MYKOLAIV — Russia continues to bombard residential areas of Mykolaiv, Ukraine’s major shipbuilding city 50 kilometers west of the front line.
At 9.45 a.m., on July 29, Russian cluster munition killed at least five people and injured at least seven more. Those killed and injured were standing in a small square next to a bus stop.
Anna, 40, who lives nearby, told the Kyiv Independent that the square was crowded because it was a bread distribution point.
“There was an explosion - people began to fall, some began to lie down, some tried to hide behind the trees,” she said.
“People came running from the side where they gave out bread, saying there are five dead and a lot of injured,” Anna added.
In the background, two aging volunteers were still clearing the lifeless bodies of a man and a woman, lying near a pool of blood and a shattered-glass car.
Russian murders
A white van with a “Gruz 200” sign, the military code for “dead bodies,” was parked on the site of the Russian attack, leaving no doubt about the everyday tragedy that unfolded this morning.
“I hope the people who pushed the button are aware of the sorrow they bring,” Mykolaiv Mayor Oleksandr Sienkevych said following the attack.
Oleksiy, a 60-year-old local resident, told the Kyiv Independent on the site that he was standing outside and went into the basement as the air raid sirens went on. Immediately after he went inside the city was bombarded.
“One explosion and another. And then there was dust. And glass and debris flew everywhere. And the explosions went on. I didn’t even count, you know, it’s somehow so spontaneous, you can’t count,” he said.
Read also: Villages destroyed, people killed as Russians bombard Ukraine’s south
After the explosions stopped, Oleksiy says he went outside and saw that four people were lying.
“They just laid there without moving. One man was behind the poplars, right here, right there,” Oleksiy showed around the square.
Oleksiy says that multiple explosions were caused by cluster munition, something later confirmed by local authorities.
Serhiy Matvienko, a doctor responsible for the wounded, told the Kyiv Independent that most injured are in intensive care. Three teams of specialists had to be called to Hospital number five, located not far from the bombardment.
Matvienko says the wounds resulted from an attack carried out with cluster bombs, set to do maximum damage during a busy morning.
“The bombardment took place in a crowded place, on a weekday, with many people,” he said.

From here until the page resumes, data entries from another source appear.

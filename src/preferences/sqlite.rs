use async_trait::async_trait;
use chrono::Utc;
use sqlx::SqlitePool;
use sqlx::sqlite::SqlitePoolOptions;

use super::PreferenceStore;
use crate::config::AppConfig;
use crate::error::StoreError;

pub struct SqlitePreferenceStore {
    db: SqlitePool,
}

impl SqlitePreferenceStore {
    /// Opens the pool and applies the embedded migrations.
    pub async fn connect(database_url: &str) -> Result<Self, StoreError> {
        let db = SqlitePoolOptions::new()
            .max_connections(1)
            .connect(database_url)
            .await?;
        Self::from_pool(db).await
    }

    pub async fn open(config: &AppConfig) -> Result<Self, StoreError> {
        Self::connect(&config.prefs_url).await
    }

    pub async fn from_pool(db: SqlitePool) -> Result<Self, StoreError> {
        sqlx::migrate!("./migrations").run(&db).await?;
        Ok(Self { db })
    }
}

#[async_trait]
impl PreferenceStore for SqlitePreferenceStore {
    async fn get(&self, key: &str) -> Result<Option<String>, StoreError> {
        let value = sqlx::query_scalar::<_, String>("SELECT value FROM preferences WHERE key = ?")
            .bind(key)
            .fetch_optional(&self.db)
            .await?;
        Ok(value)
    }

    async fn set(&self, key: &str, value: &str) -> Result<(), StoreError> {
        let now = Utc::now().to_rfc3339();
        sqlx::query(
            r#"
            INSERT INTO preferences (key, value, updated_at)
            VALUES (?1, ?2, ?3)
            ON CONFLICT(key) DO UPDATE SET
                value = excluded.value,
                updated_at = excluded.updated_at
            "#,
        )
        .bind(key)
        .bind(value)
        .bind(now)
        .execute(&self.db)
        .await?;
        Ok(())
    }

    async fn remove(&self, key: &str) -> Result<(), StoreError> {
        sqlx::query("DELETE FROM preferences WHERE key = ?")
            .bind(key)
            .execute(&self.db)
            .await?;
        Ok(())
    }
}
use std::collections::HashMap;
use std::fmt;
use std::sync::{Arc, Mutex, PoisonError};

use crate::models::AttendanceStatus;

/// Identifies one in-flight write: a person and the status being sent.
#[derive(Debug, Clone, PartialEq, Eq, Hash)]
pub struct ActionKey {
    pub person_id: String,
    pub status: AttendanceStatus,
}

impl ActionKey {
    pub fn new(person_id: impl Into<String>, status: AttendanceStatus) -> Self {
        Self {
            person_id: person_id.into(),
            status,
        }
    }
}

impl fmt::Display for ActionKey {
    fn fmt(&self, f: &mut fmt::Formatter<'_>) -> fmt::Result {
        write!(f, "{}-{}", self.person_id, self.status)
    }
}

#[derive(Default)]
struct Slots {
    next_ticket: u64,
    held: HashMap<ActionKey, u64>,
}

/// In-flight action keys. Each acquired key is released by its guard.
#[derive(Clone, Default)]
pub struct PendingActions {
    slots: Arc<Mutex<Slots>>,
}

impl PendingActions {
    pub fn new() -> Self {
        Self::default()
    }

    fn slots(&self) -> std::sync::MutexGuard<'_, Slots> {
        self.slots.lock().unwrap_or_else(PoisonError::into_inner)
    }

    /// `None` while the same key is still held.
    pub fn try_acquire(&self, key: ActionKey) -> Option<PendingGuard> {
        let mut slots = self.slots();
        if slots.held.contains_key(&key) {
            return None;
        }
        slots.next_ticket += 1;
        let ticket = slots.next_ticket;
        slots.held.insert(key.clone(), ticket);
        Some(PendingGuard {
            slots: Arc::clone(&self.slots),
            key,
            ticket,
        })
    }

    pub fn is_pending(&self, key: &ActionKey) -> bool {
        self.slots().held.contains_key(key)
    }

    pub fn len(&self) -> usize {
        self.slots().held.len()
    }

    pub fn is_empty(&self) -> bool {
        self.len() == 0
    }

    /// Forgets every key. Guards still alive for dropped keys release nothing.
    pub fn reset(&self) {
        self.slots().held.clear();
    }
}

pub struct PendingGuard {
    slots: Arc<Mutex<Slots>>,
    key: ActionKey,
    ticket: u64,
}

impl Drop for PendingGuard {
    fn drop(&mut self) {
        let mut slots = self.slots.lock().unwrap_or_else(PoisonError::into_inner);
        // A reset followed by a new acquire of the same key must survive this drop.
        if slots.held.get(&self.key) == Some(&self.ticket) {
            slots.held.remove(&self.key);
        }
    }
}
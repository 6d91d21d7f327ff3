#![allow(dead_code)]

use std::collections::VecDeque;
use std::sync::atomic::{AtomicBool, AtomicUsize, Ordering};
use std::sync::{Arc, Mutex};
use std::time::Duration;

use async_trait::async_trait;
use chrono::NaiveDate;
use creche_attendance::api::CrecheApi;
use creche_attendance::api::dto::{
    CreatePresenceRequest, LoginRequest, LoginResponse, PresenceQuery, UpdatePresenceRequest, User,
};
use creche_attendance::attendance::AttendanceBoard;
use creche_attendance::error::ApiError;
use creche_attendance::models::{
    AttendanceRecord, AttendanceStatus, AttendanceView, ClassRef, Child, PersonRef, StaffMember,
};
use creche_attendance::notify::Notifier;
use creche_attendance::error::StoreError;
use creche_attendance::preferences::{MemoryPreferenceStore, PreferenceStore, ViewPreferences};

#[derive(Debug, Clone, PartialEq)]
pub enum ApiCall {
    FetchChildren,
    FetchStaff,
    FetchAttendance(PresenceQuery),
    Create(CreatePresenceRequest),
    Update(String, UpdatePresenceRequest),
}

/// In-memory api. Writes yield once before answering so concurrent handlers interleave.
/// Queued delays hold back the next read or write to order overlapping calls.
#[derive(Default)]
pub struct FakeApi {
    pub children: Mutex<Vec<Child>>,
    pub staff: Mutex<Vec<StaffMember>>,
    pub records: Mutex<Vec<AttendanceRecord>>,
    pub calls: Mutex<Vec<ApiCall>>,
    write_failures: Mutex<VecDeque<ApiError>>,
    read_delays: Mutex<VecDeque<Duration>>,
    write_delays: Mutex<VecDeque<Duration>>,
    pub fail_reads: AtomicBool,
    pub fail_roster: AtomicBool,
    next_id: AtomicUsize,
}

impl FakeApi {
    pub fn with_roster(children: Vec<Child>, staff: Vec<StaffMember>) -> Arc<Self> {
        let api = Self::default();
        *api.children.lock().unwrap() = children;
        *api.staff.lock().unwrap() = staff;
        Arc::new(api)
    }

    pub fn fail_next_write(&self, err: ApiError) {
        self.write_failures.lock().unwrap().push_back(err);
    }

    pub fn delay_next_read(&self, delay: Duration) {
        self.read_delays.lock().unwrap().push_back(delay);
    }

    pub fn delay_next_write(&self, delay: Duration) {
        self.write_delays.lock().unwrap().push_back(delay);
    }

    pub fn seed(&self, record: AttendanceRecord) {
        self.records.lock().unwrap().push(record);
    }

    pub fn calls(&self) -> Vec<ApiCall> {
        self.calls.lock().unwrap().clone()
    }

    pub fn writes(&self) -> Vec<ApiCall> {
        self.calls()
            .into_iter()
            .filter(|c| matches!(c, ApiCall::Create(_) | ApiCall::Update(_, _)))
            .collect()
    }

    pub fn clear_calls(&self) {
        self.calls.lock().unwrap().clear();
    }

    fn record(&self, call: ApiCall) {
        self.calls.lock().unwrap().push(call);
    }

    fn take_write_failure(&self) -> Option<ApiError> {
        self.write_failures.lock().unwrap().pop_front()
    }

    async fn hold(queue: &Mutex<VecDeque<Duration>>) {
        let delay = queue.lock().unwrap().pop_front();
        match delay {
            Some(delay) => tokio::time::sleep(delay).await,
            None => tokio::task::yield_now().await,
        }
    }
}

#[async_trait]
impl CrecheApi for FakeApi {
    async fn login(&self, request: &LoginRequest) -> Result<LoginResponse, ApiError> {
        Ok(LoginResponse {
            token: "fake-token".to_string(),
            user: User {
                id: "u1".to_string(),
                nom: "Admin".to_string(),
                prenom: String::new(),
                email: request.email.clone(),
                role: None,
            },
        })
    }

    async fn fetch_children(&self) -> Result<Vec<Child>, ApiError> {
        self.record(ApiCall::FetchChildren);
        if self.fail_roster.load(Ordering::SeqCst) {
            return Err(ApiError::Network("down".to_string()));
        }
        Ok(self.children.lock().unwrap().clone())
    }

    async fn fetch_staff(&self) -> Result<Vec<StaffMember>, ApiError> {
        self.record(ApiCall::FetchStaff);
        if self.fail_roster.load(Ordering::SeqCst) {
            return Err(ApiError::Network("down".to_string()));
        }
        Ok(self.staff.lock().unwrap().clone())
    }

    async fn fetch_attendance(
        &self,
        query: &PresenceQuery,
    ) -> Result<Vec<AttendanceRecord>, ApiError> {
        self.record(ApiCall::FetchAttendance(query.clone()));
        Self::hold(&self.read_delays).await;
        if self.fail_reads.load(Ordering::SeqCst) {
            return Err(ApiError::Server);
        }
        let records = self.records.lock().unwrap();
        Ok(records
            .iter()
            .filter(|r| query.date.is_none_or(|d| r.date == d))
            .filter(|r| match (&query.enfant_id, &r.person) {
                (Some(id), PersonRef::Child(child)) => id == child,
                (Some(_), PersonRef::Staff(_)) => false,
                (None, _) => true,
            })
            .filter(|r| match (&query.personnel_id, &r.person) {
                (Some(id), PersonRef::Staff(staff)) => id == staff,
                (Some(_), PersonRef::Child(_)) => false,
                (None, _) => true,
            })
            .cloned()
            .collect())
    }

    async fn create_attendance(
        &self,
        request: &CreatePresenceRequest,
    ) -> Result<AttendanceRecord, ApiError> {
        self.record(ApiCall::Create(request.clone()));
        Self::hold(&self.write_delays).await;
        if let Some(err) = self.take_write_failure() {
            return Err(err);
        }

        let person = match (&request.enfant_id, &request.personnel_id) {
            (Some(id), None) => PersonRef::Child(id.clone()),
            (None, Some(id)) => PersonRef::Staff(id.clone()),
            _ => return Err(ApiError::Validation("référence invalide".to_string())),
        };
        let date = NaiveDate::parse_from_str(&request.date, "%Y-%m-%d")
            .map_err(|_| ApiError::Unprocessable("date invalide".to_string()))?;

        let mut records = self.records.lock().unwrap();
        if records.iter().any(|r| r.person == person && r.date == date) {
            return Err(ApiError::Conflict("Présence déjà existante".to_string()));
        }
        let n = self.next_id.fetch_add(1, Ordering::SeqCst) + 1;
        let record = AttendanceRecord {
            id: format!("rec-{}", n),
            person,
            date,
            status: Some(request.statut),
            remarks: request.remarques.clone(),
            created_at: Some("2024-05-01T08:00:00Z".to_string()),
            updated_at: Some("2024-05-01T08:00:00Z".to_string()),
        };
        records.push(record.clone());
        Ok(record)
    }

    async fn update_attendance(
        &self,
        id: &str,
        request: &UpdatePresenceRequest,
    ) -> Result<AttendanceRecord, ApiError> {
        self.record(ApiCall::Update(id.to_string(), request.clone()));
        Self::hold(&self.write_delays).await;
        if let Some(err) = self.take_write_failure() {
            return Err(err);
        }

        let mut records = self.records.lock().unwrap();
        let record = records
            .iter_mut()
            .find(|r| r.id == id)
            .ok_or(ApiError::NotFound)?;
        record.status = Some(request.statut);
        record.updated_at = Some("2024-05-01T09:00:00Z".to_string());
        Ok(record.clone())
    }
}

#[derive(Default)]
pub struct RecordingNotifier {
    pub successes: Mutex<Vec<(String, String)>>,
    pub errors: Mutex<Vec<(String, String)>>,
    pub confirm_answer: bool,
}

impl RecordingNotifier {
    pub fn successes(&self) -> Vec<(String, String)> {
        self.successes.lock().unwrap().clone()
    }

    pub fn errors(&self) -> Vec<(String, String)> {
        self.errors.lock().unwrap().clone()
    }
}

#[async_trait]
impl Notifier for RecordingNotifier {
    fn success(&self, title: &str, message: &str) {
        self.successes
            .lock()
            .unwrap()
            .push((title.to_string(), message.to_string()));
    }

    fn error(&self, title: &str, message: &str) {
        self.errors
            .lock()
            .unwrap()
            .push((title.to_string(), message.to_string()));
    }

    async fn confirm(&self, _title: &str, _message: &str) -> bool {
        self.confirm_answer
    }
}

/// Preference store whose writes take `delay` to complete.
pub struct SlowStore {
    pub inner: MemoryPreferenceStore,
    pub delay: Duration,
}

impl SlowStore {
    pub fn new(delay: Duration) -> Self {
        Self {
            inner: MemoryPreferenceStore::new(),
            delay,
        }
    }
}

#[async_trait]
impl PreferenceStore for SlowStore {
    async fn get(&self, key: &str) -> Result<Option<String>, StoreError> {
        self.inner.get(key).await
    }

    async fn set(&self, key: &str, value: &str) -> Result<(), StoreError> {
        tokio::time::sleep(self.delay).await;
        self.inner.set(key, value).await
    }

    async fn remove(&self, key: &str) -> Result<(), StoreError> {
        self.inner.remove(key).await
    }
}

pub fn date(s: &str) -> NaiveDate {
    NaiveDate::parse_from_str(s, "%Y-%m-%d").unwrap()
}

pub fn child(id: &str, class_id: Option<&str>) -> Child {
    Child {
        id: id.to_string(),
        nom: format!("Nom-{}", id),
        prenom: format!("Prenom-{}", id),
        statut: "ACTIF".to_string(),
        classe_id: class_id.map(str::to_string),
        classe: None,
    }
}

pub fn child_in(id: &str, class: &ClassRef) -> Child {
    Child {
        classe_id: Some(class.id.clone()),
        classe: Some(class.clone()),
        ..child(id, None)
    }
}

pub fn staff_member(id: &str) -> StaffMember {
    StaffMember {
        id: id.to_string(),
        nom: format!("Nom-{}", id),
        prenom: format!("Prenom-{}", id),
        statut: "ACTIF".to_string(),
        poste: None,
    }
}

pub fn record(
    id: &str,
    person: PersonRef,
    day: &str,
    status: Option<AttendanceStatus>,
) -> AttendanceRecord {
    AttendanceRecord {
        id: id.to_string(),
        person,
        date: date(day),
        status,
        remarks: None,
        created_at: None,
        updated_at: None,
    }
}

pub struct Harness {
    pub api: Arc<FakeApi>,
    pub store: Arc<MemoryPreferenceStore>,
    pub notifier: Arc<RecordingNotifier>,
    pub board: AttendanceBoard,
}

/// Board on `day` with its rosters loaded and the day's attendance fetched.
pub async fn harness(api: Arc<FakeApi>, day: &str, view: AttendanceView) -> Harness {
    let store = Arc::new(MemoryPreferenceStore::new());
    let notifier = Arc::new(RecordingNotifier::default());
    let board = AttendanceBoard::new(
        api.clone(),
        store.clone(),
        notifier.clone(),
        ViewPreferences::new(date(day), view),
    );
    board.load_roster().await;
    board.refresh().await;
    Harness {
        api,
        store,
        notifier,
        board,
    }
}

Among the injured, a father and his daughter have been admitted to intensive care.
“The father covered his daughter during the explosion; he is more seriously injured. He is now in the operating room,” Matvienko said. The 21-year-old daughter has an open fracture of the femur.
They were walking their dog when the bomb hit. The dog was killed on the spot.
Mykolaiv, home to 480,000 people before the war, has been witnessing intense bombing since the early days of Russia's full-scale invasion.
On July 19, Sienkevych had already reported that Russian forces had bombed the same Korabelnyi District, injuring two with cluster bombs.
Siren alerts blare out almost every hour, with Russians usually hitting the city in the morning.
Read also: What would a Ukrainian counter-offensive in Kherson look like?
For Mykolaiv Oblast Governor Vitaliy Kim, it’s payback for Ukraine’s firm resistance and potential counter-offensive efforts in the neighboring Kherson Oblast.
“Russians are going crazy because they’re under pressure,” he said on July 29.
Ukrainian troops are eager to return the neighboring Russian-occupied Kherson, located 60 kilometers east of Mykolaiv.
President Volodymyr Zelensky said the military must establish a plan to de-occupy Ukraine’s south as its seaside regions are vital to the national economy, Defense Minister Oleksiy Reznikov said in a recent interview.
Ukraine has already launched small-scale campaigns in Kherson Oblast to counter Russia’s large-scale offensive in the Donbas.
As a result, Ukraine has retaken 44 villages and towns previously occupied by Russia, according to Ukraine’s military administration in Kherson Oblast.